**ACTIVITY**: In the records below, find the line containing "pub mod operation;" and the line containing "async fn run_spinner(message: String, mut"; please repeat exactly the lines from one to the other, both included, and nothing more.

**DATA SECTION**:
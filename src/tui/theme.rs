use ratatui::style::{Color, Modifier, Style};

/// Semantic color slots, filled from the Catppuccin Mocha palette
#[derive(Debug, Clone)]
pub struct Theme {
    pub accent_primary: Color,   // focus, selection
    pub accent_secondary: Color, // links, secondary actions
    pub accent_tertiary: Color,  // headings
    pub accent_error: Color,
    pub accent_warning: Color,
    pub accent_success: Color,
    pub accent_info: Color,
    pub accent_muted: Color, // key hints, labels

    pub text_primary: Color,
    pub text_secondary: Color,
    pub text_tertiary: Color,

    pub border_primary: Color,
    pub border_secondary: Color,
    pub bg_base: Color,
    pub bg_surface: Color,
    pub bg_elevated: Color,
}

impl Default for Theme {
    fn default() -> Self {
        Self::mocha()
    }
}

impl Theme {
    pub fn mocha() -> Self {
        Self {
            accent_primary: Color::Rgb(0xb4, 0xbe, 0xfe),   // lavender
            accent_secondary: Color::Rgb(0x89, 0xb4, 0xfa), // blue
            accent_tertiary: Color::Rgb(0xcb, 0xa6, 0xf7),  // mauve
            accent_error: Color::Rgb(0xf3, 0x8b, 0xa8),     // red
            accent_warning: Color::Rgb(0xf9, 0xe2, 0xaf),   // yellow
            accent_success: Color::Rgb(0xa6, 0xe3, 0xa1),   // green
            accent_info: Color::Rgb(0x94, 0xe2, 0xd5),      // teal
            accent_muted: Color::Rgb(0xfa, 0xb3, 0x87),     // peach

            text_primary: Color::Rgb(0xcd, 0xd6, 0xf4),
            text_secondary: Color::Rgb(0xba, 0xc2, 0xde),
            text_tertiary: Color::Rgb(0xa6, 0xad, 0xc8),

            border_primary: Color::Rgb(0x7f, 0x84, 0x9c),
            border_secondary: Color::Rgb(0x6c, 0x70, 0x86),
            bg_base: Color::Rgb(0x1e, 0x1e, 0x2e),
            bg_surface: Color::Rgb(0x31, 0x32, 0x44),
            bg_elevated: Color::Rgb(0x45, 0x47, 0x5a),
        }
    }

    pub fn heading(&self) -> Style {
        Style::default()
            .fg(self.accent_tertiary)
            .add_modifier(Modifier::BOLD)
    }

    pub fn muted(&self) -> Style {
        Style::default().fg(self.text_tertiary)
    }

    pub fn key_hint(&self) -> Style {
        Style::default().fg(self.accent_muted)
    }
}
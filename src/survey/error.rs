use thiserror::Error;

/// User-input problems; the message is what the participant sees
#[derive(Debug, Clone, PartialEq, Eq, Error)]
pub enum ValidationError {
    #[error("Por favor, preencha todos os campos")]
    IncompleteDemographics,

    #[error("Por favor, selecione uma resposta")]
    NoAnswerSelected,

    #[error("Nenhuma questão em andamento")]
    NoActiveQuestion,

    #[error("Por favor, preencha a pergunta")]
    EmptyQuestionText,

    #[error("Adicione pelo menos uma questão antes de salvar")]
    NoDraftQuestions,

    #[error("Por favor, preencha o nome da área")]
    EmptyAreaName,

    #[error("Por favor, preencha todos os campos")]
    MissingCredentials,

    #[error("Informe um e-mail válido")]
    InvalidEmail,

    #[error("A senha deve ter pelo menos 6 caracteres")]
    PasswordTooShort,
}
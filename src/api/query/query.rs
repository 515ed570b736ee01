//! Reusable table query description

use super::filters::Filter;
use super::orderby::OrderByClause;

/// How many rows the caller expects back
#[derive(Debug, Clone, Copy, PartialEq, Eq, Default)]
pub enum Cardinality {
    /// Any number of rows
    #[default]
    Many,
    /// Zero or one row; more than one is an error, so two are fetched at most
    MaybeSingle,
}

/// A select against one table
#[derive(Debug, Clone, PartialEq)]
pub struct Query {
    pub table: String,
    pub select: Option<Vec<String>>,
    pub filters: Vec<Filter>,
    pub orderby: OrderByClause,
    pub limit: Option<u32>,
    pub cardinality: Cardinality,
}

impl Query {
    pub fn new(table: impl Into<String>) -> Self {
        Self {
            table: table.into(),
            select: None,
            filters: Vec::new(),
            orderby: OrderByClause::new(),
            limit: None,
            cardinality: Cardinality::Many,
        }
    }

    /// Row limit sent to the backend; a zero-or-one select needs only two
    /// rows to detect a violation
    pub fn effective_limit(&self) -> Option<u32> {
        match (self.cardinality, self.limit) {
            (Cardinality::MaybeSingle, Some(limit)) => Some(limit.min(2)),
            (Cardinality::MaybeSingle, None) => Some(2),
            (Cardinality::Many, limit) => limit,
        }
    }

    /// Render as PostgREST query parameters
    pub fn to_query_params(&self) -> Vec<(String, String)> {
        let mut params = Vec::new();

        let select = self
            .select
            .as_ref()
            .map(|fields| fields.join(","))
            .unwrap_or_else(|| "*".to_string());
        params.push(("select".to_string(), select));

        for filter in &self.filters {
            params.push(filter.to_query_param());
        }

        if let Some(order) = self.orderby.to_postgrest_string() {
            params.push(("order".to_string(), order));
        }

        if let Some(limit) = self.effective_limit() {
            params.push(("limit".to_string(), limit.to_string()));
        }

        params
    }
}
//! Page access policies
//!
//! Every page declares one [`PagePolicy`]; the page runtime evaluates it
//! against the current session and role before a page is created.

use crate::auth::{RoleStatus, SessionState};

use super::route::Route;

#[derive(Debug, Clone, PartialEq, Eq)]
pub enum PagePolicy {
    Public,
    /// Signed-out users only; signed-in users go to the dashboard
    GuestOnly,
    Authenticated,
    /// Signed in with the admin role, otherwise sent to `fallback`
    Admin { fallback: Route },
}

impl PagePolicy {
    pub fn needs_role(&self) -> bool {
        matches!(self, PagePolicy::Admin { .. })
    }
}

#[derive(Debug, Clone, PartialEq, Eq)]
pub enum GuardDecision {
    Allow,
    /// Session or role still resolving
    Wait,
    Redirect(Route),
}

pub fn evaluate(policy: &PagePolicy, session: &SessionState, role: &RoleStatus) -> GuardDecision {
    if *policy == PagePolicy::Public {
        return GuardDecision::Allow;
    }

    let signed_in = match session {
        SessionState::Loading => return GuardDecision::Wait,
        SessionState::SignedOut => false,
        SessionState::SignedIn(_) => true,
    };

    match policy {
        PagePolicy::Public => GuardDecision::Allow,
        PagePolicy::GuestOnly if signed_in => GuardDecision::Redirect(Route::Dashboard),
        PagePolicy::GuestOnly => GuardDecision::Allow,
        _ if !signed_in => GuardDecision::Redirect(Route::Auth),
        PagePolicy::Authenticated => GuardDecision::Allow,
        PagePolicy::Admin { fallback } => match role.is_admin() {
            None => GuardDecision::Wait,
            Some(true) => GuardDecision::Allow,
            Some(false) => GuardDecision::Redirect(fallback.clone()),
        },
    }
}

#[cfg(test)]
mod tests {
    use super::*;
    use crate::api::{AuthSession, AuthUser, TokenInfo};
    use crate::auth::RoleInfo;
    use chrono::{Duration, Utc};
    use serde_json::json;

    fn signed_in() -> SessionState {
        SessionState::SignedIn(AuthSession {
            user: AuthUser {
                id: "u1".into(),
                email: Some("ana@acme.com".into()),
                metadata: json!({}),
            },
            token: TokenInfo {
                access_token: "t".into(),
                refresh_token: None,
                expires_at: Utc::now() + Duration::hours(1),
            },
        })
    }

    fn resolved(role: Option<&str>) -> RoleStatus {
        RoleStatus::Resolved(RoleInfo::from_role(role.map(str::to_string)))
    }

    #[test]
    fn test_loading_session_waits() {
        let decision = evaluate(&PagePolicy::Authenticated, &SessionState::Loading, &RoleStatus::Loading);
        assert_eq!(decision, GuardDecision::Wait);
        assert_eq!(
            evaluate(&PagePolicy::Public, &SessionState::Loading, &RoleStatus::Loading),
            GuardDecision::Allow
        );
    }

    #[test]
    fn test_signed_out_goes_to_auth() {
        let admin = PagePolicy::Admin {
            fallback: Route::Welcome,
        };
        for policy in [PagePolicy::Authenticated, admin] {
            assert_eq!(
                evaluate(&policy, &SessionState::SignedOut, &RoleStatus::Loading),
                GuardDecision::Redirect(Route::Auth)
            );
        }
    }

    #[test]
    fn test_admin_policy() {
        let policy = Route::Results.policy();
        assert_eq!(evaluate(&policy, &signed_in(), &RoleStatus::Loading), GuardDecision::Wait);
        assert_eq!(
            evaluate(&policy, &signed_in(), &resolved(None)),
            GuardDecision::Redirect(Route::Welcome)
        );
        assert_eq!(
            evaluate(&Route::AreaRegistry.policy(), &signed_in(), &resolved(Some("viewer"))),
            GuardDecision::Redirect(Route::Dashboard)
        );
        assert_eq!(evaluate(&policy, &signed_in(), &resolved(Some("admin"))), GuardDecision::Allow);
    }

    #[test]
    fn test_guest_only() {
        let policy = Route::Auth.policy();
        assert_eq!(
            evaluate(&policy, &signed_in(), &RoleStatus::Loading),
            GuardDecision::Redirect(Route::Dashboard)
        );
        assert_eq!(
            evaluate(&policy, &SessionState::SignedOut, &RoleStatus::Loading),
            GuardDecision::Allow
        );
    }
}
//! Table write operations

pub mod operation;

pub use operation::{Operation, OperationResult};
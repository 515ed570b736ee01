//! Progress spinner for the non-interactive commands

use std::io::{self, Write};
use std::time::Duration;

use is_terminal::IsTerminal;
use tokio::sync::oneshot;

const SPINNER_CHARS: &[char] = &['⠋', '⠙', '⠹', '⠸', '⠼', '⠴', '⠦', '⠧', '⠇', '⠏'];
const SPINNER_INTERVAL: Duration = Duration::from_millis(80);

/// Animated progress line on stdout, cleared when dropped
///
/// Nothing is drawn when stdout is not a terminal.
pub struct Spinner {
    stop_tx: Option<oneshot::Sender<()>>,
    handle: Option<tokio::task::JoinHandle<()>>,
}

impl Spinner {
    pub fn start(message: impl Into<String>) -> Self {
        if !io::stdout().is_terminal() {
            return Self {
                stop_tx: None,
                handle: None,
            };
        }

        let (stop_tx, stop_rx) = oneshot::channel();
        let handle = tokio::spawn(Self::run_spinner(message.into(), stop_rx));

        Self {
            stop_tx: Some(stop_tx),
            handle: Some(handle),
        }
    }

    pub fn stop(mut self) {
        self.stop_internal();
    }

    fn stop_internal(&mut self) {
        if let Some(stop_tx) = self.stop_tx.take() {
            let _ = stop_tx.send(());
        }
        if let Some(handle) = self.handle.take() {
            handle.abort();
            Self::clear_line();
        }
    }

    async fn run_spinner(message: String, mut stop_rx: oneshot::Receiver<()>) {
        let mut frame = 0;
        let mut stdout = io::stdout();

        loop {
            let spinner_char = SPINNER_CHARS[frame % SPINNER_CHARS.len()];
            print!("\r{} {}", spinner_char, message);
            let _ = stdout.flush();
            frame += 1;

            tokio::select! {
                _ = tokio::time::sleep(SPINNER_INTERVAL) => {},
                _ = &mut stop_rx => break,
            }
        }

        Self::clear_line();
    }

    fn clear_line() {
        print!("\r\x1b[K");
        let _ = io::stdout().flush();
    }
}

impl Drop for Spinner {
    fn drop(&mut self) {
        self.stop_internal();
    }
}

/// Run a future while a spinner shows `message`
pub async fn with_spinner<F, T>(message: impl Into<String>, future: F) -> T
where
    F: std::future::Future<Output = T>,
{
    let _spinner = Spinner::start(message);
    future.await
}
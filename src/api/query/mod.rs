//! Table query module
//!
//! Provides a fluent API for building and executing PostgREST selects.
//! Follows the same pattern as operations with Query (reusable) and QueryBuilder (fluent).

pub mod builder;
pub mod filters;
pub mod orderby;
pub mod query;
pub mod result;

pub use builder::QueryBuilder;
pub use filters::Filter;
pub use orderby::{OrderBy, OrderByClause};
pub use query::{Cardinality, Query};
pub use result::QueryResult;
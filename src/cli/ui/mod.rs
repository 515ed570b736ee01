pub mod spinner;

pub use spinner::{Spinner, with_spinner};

**RESPONSE AREA**:
pub mod operation;

pub use operation::{Operation, OperationResult};
repository 515ed570b736ee01
//! Progress spinner for the non-interactive commands

use std::io::{self, Write};
use std::time::Duration;

use is_terminal::IsTerminal;
use tokio::sync::oneshot;

const SPINNER_CHARS: &[char] = &['⠋', '⠙', '⠹', '⠸', '⠼', '⠴', '⠦', '⠧', '⠇', '⠏'];
const SPINNER_INTERVAL: Duration = Duration::from_millis(80);

/// Animated progress line on stdout, cleared when dropped
///
/// Nothing is drawn when stdout is not a terminal.
pub struct Spinner {
    stop_tx: Option<oneshot::Sender<()>>,
    handle: Option<tokio::task::JoinHandle<()>>,
}

impl Spinner {
    pub fn start(message: impl Into<String>) -> Self {
        if !io::stdout().is_terminal() {
            return Self {
                stop_tx: None,
                handle: None,
            };
        }

        let (stop_tx, stop_rx) = oneshot::channel();
        let handle = tokio::spawn(Self::run_spinner(message.into(), stop_rx));

        Self {
            stop_tx: Some(stop_tx),
            handle: Some(handle),
        }
    }

    pub fn stop(mut self) {
        self.stop_internal();
    }

    fn stop_internal(&mut self) {
        if let Some(stop_tx) = self.stop_tx.take() {
            let _ = stop_tx.send(());
        }
        if let Some(handle) = self.handle.take() {
            handle.abort();
            Self::clear_line();
        }
    }

    async fn run_spinner(message: String, mut stop_rx: oneshot::Receiver<()>) {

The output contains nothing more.